## WHAT THIS TASK INVOLVES
Your output should be the lines from the start of the data through the line containing "fn fmt(&self, f: &mut std::fmt::Formatter<'_>)", exactly and nothing more.

## TASK DATA
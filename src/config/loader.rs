//! Configuration loading from disk.

use std::fs;
use std::path::Path;

use crate::config::schema::GatewayConfig;
use crate::config::validation::{validate_config, ValidationError};

/// Environment variable overriding `security.auth_token`.
pub const AUTH_TOKEN_ENV: &str = "GATEWAY_AUTH_TOKEN";

/// Error type for configuration loading.
#[derive(Debug)]
pub enum ConfigError {
    Io(std::io::Error),
    Parse(toml::de::Error),
    Validation(Vec<ValidationError>),
}

impl std::fmt::Display for ConfigError {
    fn fmt(&self, f: &mut std::fmt::Formatter<'_>) -> std::fmt::Result {
        match self {
            ConfigError::Io(e) => write!(f, "IO error: {}", e),
            ConfigError::Parse(e) => write!(f, "Parse error: {}", e),
            ConfigError::Validation(errors) => {
                write!(f, "Validation failed: ")?;
                for (i, err) in errors.iter().enumerate() {
                    if i > 0 {
                        write!(f, ", ")?;
                    }
                    write!(f, "{}", err)?;
                }
                Ok(())
            }
        }
    }
}

impl std::error::Error for ConfigError {}

/// Parse and validate configuration from TOML text.
pub fn parse_config(content: &str) -> Result<GatewayConfig, ConfigError> {
    let config: GatewayConfig = toml::from_str(content).map_err(ConfigError::Parse)?;
    validate_config(&config).map_err(ConfigError::Validation)?;
    Ok(config)
}

/// Load and validate configuration from a TOML file.
pub fn load_config(path: &Path) -> Result<GatewayConfig, ConfigError> {
    let content = fs::read_to_string(path).map_err(ConfigError::Io)?;
    parse_config(&content)
}

/// Load from `path` if given, otherwise start from defaults, then apply
/// environment overrides and validate the result.
pub fn resolve_config(path: Option<&Path>) -> Result<GatewayConfig, ConfigError> {
    let mut config = match path {
        Some(p) => load_config(p)?,
        None => GatewayConfig::default(),
    };

    if let Ok(token) = std::env::var(AUTH_TOKEN_ENV) {
        config.security.auth_token = token;
    }

    validate_config(&config).map_err(ConfigError::Validation)?;
    Ok(config)
}

#[cfg(test)]
mod tests {
    use super::*;

    #[test]
    fn parse_errors_are_reported() {
        let err = parse_config("[listener\nbind_address = 1").unwrap_err();
        assert!(matches!(err, ConfigError::Parse(_)));
    }

    #[test]
    fn validation_errors_are_joined() {
        let err = parse_config(
            r#"
            [timeouts]
            request_secs = 0

            [proxy]
            timeout_secs = 0
            "#,
        )
        .unwrap_err();

        let message = err.to_string();
        assert!(message.starts_with("Validation failed: "));
        assert!(message.contains("timeouts.request_secs"));
        assert!(message.contains(", proxy.timeout_secs"));
    }

    #[test]
    fn missing_file_is_io_error() {
        let err = load_config(Path::new("/nonexistent/gateway.toml")).unwrap_err();
        assert!(matches!(err, ConfigError::Io(_)));
    }
}
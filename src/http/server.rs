//! HTTP server setup and configuration.
//!
//! # Responsibilities
//! - Build runtime components (allowlist, authenticator, proxy, scraper, speech) from config
//! - Create Axum Router with all handlers
//! - Wire up middleware (request ID, tracing, timeout, body limit, admission, auth)
//! - Serve over plain TCP or TLS with graceful shutdown

use std::net::SocketAddr;
use std::sync::Arc;
use std::time::Duration;

use axum::{
    body::Body,
    extract::DefaultBodyLimit,
    http::{HeaderName, HeaderValue, Request},
    middleware,
    routing::{get, post},
    Router,
};
use axum_server::tls_rustls::RustlsConfig;
use tokio::net::TcpListener;
use tokio::sync::broadcast;
use tower::ServiceBuilder;
use tower_http::{limit::RequestBodyLimitLayer, timeout::TimeoutLayer, trace::TraceLayer};

use crate::config::GatewayConfig;
use crate::http::handlers;
use crate::http::middleware::{admission_middleware, bearer_auth_middleware, track_metrics};
use crate::http::request::{propagate_request_id_layer, request_id, set_request_id_layer};
use crate::lifecycle::shutdown;
use crate::lifecycle::StartupError;
use crate::proxy::UpstreamProxy;
use crate::scrape::{HttpPageSource, Scraper};
use crate::security::{Allowlist, BearerAuth};
use crate::tts::{SpeechSynthesizer, Transcoder, TtsService};

/// Grace period for in-flight TLS connections after shutdown is triggered.
const TLS_DRAIN_SECS: u64 = 30;

/// Application state injected into handlers and middleware.
#[derive(Clone)]
pub struct AppState {
    pub allowlist: Arc<Allowlist>,
    pub auth: Arc<BearerAuth>,
    pub peer_address_header: Option<HeaderName>,
    pub proxy: Arc<UpstreamProxy>,
    pub scraper: Arc<Scraper<HttpPageSource>>,
    pub tts: Option<Arc<TtsService>>,
    pub tts_content_type: HeaderValue,
}

fn request_span(request: &Request<Body>) -> tracing::Span {
    tracing::info_span!(
        "request",
        method = %request.method(),
        uri = %request.uri(),
        request_id = %request_id(request),
    )
}

/// The request gateway.
pub struct GatewayServer {
    config: GatewayConfig,
    state: AppState,
}

impl GatewayServer {
    /// Build every runtime component from `config`.
    ///
    /// No synthesizer is attached; `/tts` answers 503 until
    /// [`with_synthesizer`](Self::with_synthesizer) is called.
    pub fn new(config: GatewayConfig) -> Result<Self, StartupError> {
        let allowlist = Allowlist::from_config(&config.security)?;

        let peer_address_header = config
            .security
            .peer_address_header
            .as_deref()
            .map(|h| {
                HeaderName::from_bytes(h.as_bytes()).map_err(|e| {
                    StartupError::Config(format!("security.peer_address_header: {}", e))
                })
            })
            .transpose()?;

        let tts_content_type = HeaderValue::from_str(&config.tts.content_type)
            .map_err(|e| StartupError::Config(format!("tts.content_type: {}", e)))?;

        let proxy = UpstreamProxy::new(&config.proxy)?;
        let scraper = Scraper::new(HttpPageSource::new(&config.scraper)?, &config.scraper)?;

        let state = AppState {
            allowlist: Arc::new(allowlist),
            auth: Arc::new(BearerAuth::new(config.security.auth_token.clone())),
            peer_address_header,
            proxy: Arc::new(proxy),
            scraper: Arc::new(scraper),
            tts: None,
            tts_content_type,
        };

        Ok(Self { config, state })
    }

    /// Attach the speech synthesizer behind `/tts`.
    pub fn with_synthesizer(mut self, synthesizer: Arc<dyn SpeechSynthesizer>) -> Self {
        let transcoder = Transcoder::from_config(&self.config.tts);
        self.state.tts = Some(Arc::new(TtsService::new(synthesizer, transcoder)));
        self
    }

    pub fn state(&self) -> &AppState {
        &self.state
    }

    pub fn config(&self) -> &GatewayConfig {
        &self.config
    }

    /// The full application router with all layers applied.
    pub fn router(&self) -> Router {
        Self::build_router(&self.config, self.state.clone())
    }

    #[allow(deprecated)]
    fn build_router(config: &GatewayConfig, state: AppState) -> Router {
        let protected = Router::new()
            .route("/tts", post(handlers::tts))
            .route("/gemini-proxy", post(handlers::gemini_proxy))
            .route("/api/scrape", post(handlers::scrape))
            .route_layer(middleware::from_fn_with_state(
                state.clone(),
                bearer_auth_middleware,
            ));

        // Router layers wrap outward: admission sees every request before the
        // body limit or timeout can answer for it.
        Router::new()
            .route("/robots.txt", get(handlers::robots_txt))
            .merge(protected)
            .route_layer(middleware::from_fn(track_metrics))
            .fallback(handlers::not_found)
            .layer(DefaultBodyLimit::max(config.security.max_body_size))
            .layer(TimeoutLayer::new(Duration::from_secs(config.timeouts.request_secs)))
            .layer(RequestBodyLimitLayer::new(config.security.max_body_size))
            .layer(middleware::from_fn_with_state(
                state.clone(),
                admission_middleware,
            ))
            .with_state(state)
            .layer(
                ServiceBuilder::new()
                    .layer(set_request_id_layer())
                    .layer(propagate_request_id_layer())
                    .layer(TraceLayer::new_for_http().make_span_with(request_span)),
            )
    }

    /// Serve plain HTTP on `listener` until `shutdown` fires.
    pub async fn run(
        self,
        listener: TcpListener,
        shutdown: broadcast::Receiver<()>,
    ) -> Result<(), std::io::Error> {
        let addr = listener.local_addr()?;
        tracing::info!(address = %addr, "HTTP server starting");

        let app = self
            .router()
            .into_make_service_with_connect_info::<SocketAddr>();

        axum::serve(listener, app)
            .with_graceful_shutdown(shutdown::wait(shutdown))
            .await?;

        tracing::info!("HTTP server stopped");
        Ok(())
    }

    /// Serve HTTPS on `addr` until `shutdown` fires.
    pub async fn run_tls(
        self,
        addr: SocketAddr,
        tls: RustlsConfig,
        shutdown: broadcast::Receiver<()>,
    ) -> Result<(), std::io::Error> {
        tracing::info!(address = %addr, "HTTPS server starting");

        let handle = axum_server::Handle::new();
        let drain = handle.clone();
        tokio::spawn(async move {
            shutdown::wait(shutdown).await;
            drain.graceful_shutdown(Some(Duration::from_secs(TLS_DRAIN_SECS)));
        });

        let app = self
            .router()
            .into_make_service_with_connect_info::<SocketAddr>();

        axum_server::bind_rustls(addr, tls)
            .handle(handle)
            .serve(app)
            .await?;

        tracing::info!("HTTPS server stopped");
        Ok(())
    }
}
//! Configuration validation.
//!
//! # Responsibilities
//! - Semantic validation (serde handles syntactic)
//! - Validate value ranges (timeouts > 0, addresses parse)
//! - Check that URL templates and CIDR ranges are usable
//!
//! # Design Decisions
//! - Returns all validation errors, not just first
//! - Validation is pure function: GatewayConfig → Result<(), Vec<ValidationError>>
//! - Runs before config is accepted into the system

use std::fmt;
use std::net::SocketAddr;

use url::Url;

use crate::config::schema::GatewayConfig;
use crate::security::cidr::IpRange;

/// A single semantic problem with a configuration.
#[derive(Debug, Clone, PartialEq, Eq)]
pub struct ValidationError {
    /// Dotted path of the offending field.
    pub field: String,
    pub message: String,
}

impl ValidationError {
    fn new(field: &str, message: impl Into<String>) -> Self {
        Self {
            field: field.to_string(),
            message: message.into(),
        }
    }
}

impl fmt::Display for ValidationError {
    fn fmt(&self, f: &mut fmt::Formatter<'_>) -> fmt::Result {
        write!(f, "{}: {}", self.field, self.message)
    }
}

pub fn validate_config(config: &GatewayConfig) -> Result<(), Vec<ValidationError>> {
    let mut errors = Vec::new();

    if config.listener.bind_address.parse::<SocketAddr>().is_err() {
        errors.push(ValidationError::new(
            "listener.bind_address",
            format!("not a socket address: {}", config.listener.bind_address),
        ));
    }

    if config.timeouts.request_secs == 0 {
        errors.push(ValidationError::new("timeouts.request_secs", "must be greater than 0"));
    }

    let security = &config.security;
    if security.auth_token.trim().is_empty() {
        errors.push(ValidationError::new("security.auth_token", "must not be empty"));
    }
    if security.allowed_ranges.is_empty() && !security.allow_loopback {
        errors.push(ValidationError::new(
            "security.allowed_ranges",
            "at least one range is required",
        ));
    }
    for range in &security.allowed_ranges {
        if let Err(e) = range.parse::<IpRange>() {
            errors.push(ValidationError::new("security.allowed_ranges", e.to_string()));
        }
    }
    for path in &security.exempt_paths {
        if !path.starts_with('/') {
            errors.push(ValidationError::new(
                "security.exempt_paths",
                format!("path must start with '/': {}", path),
            ));
        }
    }
    if security.max_body_size == 0 {
        errors.push(ValidationError::new("security.max_body_size", "must be greater than 0"));
    }

    let proxy = &config.proxy;
    if !proxy.upstream_url.contains("{model}") {
        errors.push(ValidationError::new(
            "proxy.upstream_url",
            "must contain a {model} placeholder",
        ));
    } else if Url::parse(&proxy.upstream_url.replace("{model}", "model")).is_err() {
        errors.push(ValidationError::new(
            "proxy.upstream_url",
            format!("not a valid URL: {}", proxy.upstream_url),
        ));
    }
    if axum::http::HeaderName::from_bytes(proxy.api_key_header.as_bytes()).is_err() {
        errors.push(ValidationError::new(
            "proxy.api_key_header",
            format!("not a valid header name: {}", proxy.api_key_header),
        ));
    }
    if proxy.timeout_secs == 0 {
        errors.push(ValidationError::new("proxy.timeout_secs", "must be greater than 0"));
    }

    let scraper = &config.scraper;
    match Url::parse(&scraper.origin) {
        Ok(url) if matches!(url.scheme(), "http" | "https") => {}
        _ => errors.push(ValidationError::new(
            "scraper.origin",
            format!("not an absolute http(s) URL: {}", scraper.origin),
        )),
    }
    if scraper.page_param.is_empty() {
        errors.push(ValidationError::new("scraper.page_param", "must not be empty"));
    }
    if scraper.page_timeout_secs == 0 {
        errors.push(ValidationError::new("scraper.page_timeout_secs", "must be greater than 0"));
    }
    if scraper.max_pages == 0 {
        errors.push(ValidationError::new("scraper.max_pages", "must be greater than 0"));
    }

    if config.tts.transcoder_program.trim().is_empty() {
        errors.push(ValidationError::new("tts.transcoder_program", "must not be empty"));
    }

    let observability = &config.observability;
    if observability.metrics_enabled && observability.metrics_address.parse::<SocketAddr>().is_err() {
        errors.push(ValidationError::new(
            "observability.metrics_address",
            format!("not a socket address: {}", observability.metrics_address),
        ));
    }

    if errors.is_empty() {
        Ok(())
    } else {
        Err(errors)
    }
}

#[cfg(test)]
mod tests {
    use super::*;

    #[test]
    fn defaults_are_valid() {
        assert_eq!(validate_config(&GatewayConfig::default()), Ok(()));
    }

    #[test]
    fn collects_every_error() {
        let mut config = GatewayConfig::default();
        config.listener.bind_address = "nowhere".into();
        config.security.auth_token = " ".into();
        config.security.allowed_ranges = vec!["10.0.0.0/40".into()];
        config.proxy.upstream_url = "https://example.com/models".into();
        config.scraper.origin = "/relative".into();
        config.scraper.max_pages = 0;

        let errors = validate_config(&config).unwrap_err();
        let fields: Vec<&str> = errors.iter().map(|e| e.field.as_str()).collect();
        assert_eq!(
            fields,
            vec![
                "listener.bind_address",
                "security.auth_token",
                "security.allowed_ranges",
                "proxy.upstream_url",
                "scraper.origin",
                "scraper.max_pages",
            ]
        );
    }

    #[test]
    fn empty_ranges_need_loopback() {
        let mut config = GatewayConfig::default();
        config.security.allowed_ranges.clear();
        assert!(validate_config(&config).is_ok());

        config.security.allow_loopback = false;
        assert!(validate_config(&config).is_err());
    }
}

## EXERCISE SOLUTION
filename src/config/loader.rs
//! Configuration loading from disk.

use std::fs;
use std::path::Path;

use crate::config::schema::GatewayConfig;
use crate::config::validation::{validate_config, ValidationError};

/// Environment variable overriding `security.auth_token`.
pub const AUTH_TOKEN_ENV: &str = "GATEWAY_AUTH_TOKEN";

/// Error type for configuration loading.
#[derive(Debug)]
pub enum ConfigError {
    Io(std::io::Error),
    Parse(toml::de::Error),
    Validation(Vec<ValidationError>),
}

impl std::fmt::Display for ConfigError {
    fn fmt(&self, f: &mut std::fmt::Formatter<'_>) -> std::fmt::Result {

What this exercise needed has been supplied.